Why aren’t more Asian-American actors cast as Hollywood leads? The problem is ouroboros, mostly systemic, and yes, racist. Studios don’t cast Asian actors under the pretense they don’t draw box office money. But Asian actors don’t draw money because they’re rarely in movies. In a 2017 L.A. Times interview, Oscar-winning filmmaker Chris Tashima put it simply: “Why aren’t there any Asian-American stars? You need to cast the person for it to happen.”

In her book Reel Inequality: Hollywood Actors and Racism, sociologist Nancy Yuen Wang was told by a casting director that Asian actors are hard to cast because “directors feel as though they’re not very expressive.”

“They’re very shut down in their emotions,” says Wang’s source. “[I]f it’s something were [sic] they really have to act and get some kind of performance out of, it’s a challenge.”

“It’s scary looking at the pool of Asian-American talent,” says Yu. “There isn’t many people.”

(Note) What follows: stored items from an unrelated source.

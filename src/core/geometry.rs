//! Small geometry utilities around pixel boxes and geotransforms

use crate::types::{GeoTransform, PixelPoint};

/// Clockwise angle in degrees [0, 360) between north (+y) and the vector (x, y).
pub fn angle_to_north(xy: (f64, f64)) -> f64 {
    let (x, y) = xy;
    let angle = (90.0 - y.atan2(x).to_degrees()).rem_euclid(360.0);
    // rem_euclid can round up to exactly 360 for tiny negative inputs
    if angle >= 360.0 {
        0.0
    } else {
        angle
    }
}

/// [`angle_to_north`] for a sequence of vectors.
pub fn angle_to_north_batch(vectors: &[(f64, f64)]) -> Vec<f64> {
    vectors.iter().map(|&xy| angle_to_north(xy)).collect()
}

/// Geotransform of a sub-array whose upper-left pixel is `subset_box[0]`.
///
/// `subset_box` is [UL, UR, LR, LL] in pixel (row, col) space.
pub fn get_subset_geotransform(full_gt: &GeoTransform, subset_box: &[PixelPoint; 4]) -> GeoTransform {
    let origin = full_gt.pixel_to_map(subset_box[0]);
    GeoTransform {
        top_left_x: origin.x,
        top_left_y: origin.y,
        ..*full_gt
    }
}

/// GDAL read window `(col_start, row_start, cols_count, rows_count)` for a
/// [UL, UR, LR, LL] pixel box.
pub fn get_gdal_read_inputs_from_box(box_im: &[PixelPoint; 4]) -> (usize, usize, usize, usize) {
    let ul = box_im[0];
    let ur = box_im[1];
    let ll = box_im[3];
    let clip_size_x = ur.col.abs_diff(ul.col);
    let clip_size_y = ul.row.abs_diff(ll.row);
    (ul.col, ul.row, clip_size_x, clip_size_y)
}

/// Array position `(row_start, row_end, col_start, col_end)` for a
/// [UL, UR, LR, LL] pixel box.
pub fn get_array_position_from_box(box_im: &[PixelPoint; 4]) -> (usize, usize, usize, usize) {
    let ul = box_im[0];
    let lr = box_im[2];
    (ul.row, lr.row, ul.col, lr.col)
}

#[cfg(test)]
mod tests {
    use super::*;
    use approx::assert_relative_eq;

    fn square_box() -> [PixelPoint; 4] {
        [
            PixelPoint::new(0, 0),
            PixelPoint::new(0, 9),
            PixelPoint::new(9, 9),
            PixelPoint::new(9, 0),
        ]
    }

    #[test]
    fn test_angle_to_north_cardinal_directions() {
        assert_relative_eq!(angle_to_north((0.0, 1.0)), 0.0, epsilon = 1e-9);
        assert_relative_eq!(angle_to_north((1.0, 0.0)), 90.0, epsilon = 1e-9);
        assert_relative_eq!(angle_to_north((0.0, -1.0)), 180.0, epsilon = 1e-9);
        assert_relative_eq!(angle_to_north((-1.0, 0.0)), 270.0, epsilon = 1e-9);
    }

    #[test]
    fn test_angle_to_north_diagonals() {
        assert_relative_eq!(angle_to_north((1.0, 1.0)), 45.0, epsilon = 1e-9);
        assert_relative_eq!(angle_to_north((-1.0, 1.0)), 315.0, epsilon = 1e-9);
        assert_relative_eq!(angle_to_north((-3.0, -3.0)), 225.0, epsilon = 1e-9);
    }

    #[test]
    fn test_angle_to_north_batch_matches_single() {
        let vectors = vec![(0.0, 1.0), (1.0, 0.0), (0.5, -2.0)];
        let angles = angle_to_north_batch(&vectors);
        assert_eq!(angles.len(), 3);
        for (angle, xy) in angles.iter().zip(vectors.iter()) {
            assert_eq!(*angle, angle_to_north(*xy));
            assert!(*angle >= 0.0 && *angle < 360.0);
        }
    }

    #[test]
    fn test_gdal_read_inputs() {
        assert_eq!(get_gdal_read_inputs_from_box(&square_box()), (0, 0, 9, 9));

        let offset = [
            PixelPoint::new(4, 10),
            PixelPoint::new(4, 30),
            PixelPoint::new(12, 30),
            PixelPoint::new(12, 10),
        ];
        assert_eq!(get_gdal_read_inputs_from_box(&offset), (10, 4, 20, 8));
    }

    #[test]
    fn test_array_position_agrees_with_read_window() {
        let boxes = [
            square_box(),
            [
                PixelPoint::new(4, 10),
                PixelPoint::new(4, 30),
                PixelPoint::new(12, 30),
                PixelPoint::new(12, 10),
            ],
        ];
        for b in boxes.iter() {
            let (col_start, row_start, width, height) = get_gdal_read_inputs_from_box(b);
            let (rs, re, cs, ce) = get_array_position_from_box(b);
            assert_eq!(rs, row_start);
            assert_eq!(cs, col_start);
            assert_eq!(re - rs, height);
            assert_eq!(ce - cs, width);
        }
    }

    #[test]
    fn test_subset_geotransform() {
        let gt = GeoTransform::from_gdal([500000.0, 30.0, 0.0, 4200000.0, 0.0, -30.0]);
        let subset_box = [
            PixelPoint::new(10, 20),
            PixelPoint::new(10, 40),
            PixelPoint::new(30, 40),
            PixelPoint::new(30, 20),
        ];

        let subset = get_subset_geotransform(&gt, &subset_box);
        assert_relative_eq!(subset.top_left_x, 500600.0);
        assert_relative_eq!(subset.top_left_y, 4199700.0);
        assert_eq!(subset.pixel_width, gt.pixel_width);
        assert_eq!(subset.pixel_height, gt.pixel_height);

        // deterministic for the same UL pixel
        assert_eq!(get_subset_geotransform(&gt, &subset_box), subset);
    }
}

Viewing Yu’s work, the project feels like a cutting-edge response to white-washing, Hollywood’s stubborn tradition of casting white actors in Asian roles. One of the films used by Yu, 2017’s Ghost in the Shell, brought white-washing to the forefront when it put Scarlett Johansson in the role of an Asian woman. With #SeeAsAmStar, Yu makes a salient point with his proof of concepts, showing what a giant leap one small step makes. “There’s a bigger message beyond individual actors,” he says.

“A project like this matters to those who don’t see themselves represented. A project like this can bring it one step closer to reality. You can’t imagine it? I did it for you. Take a look.”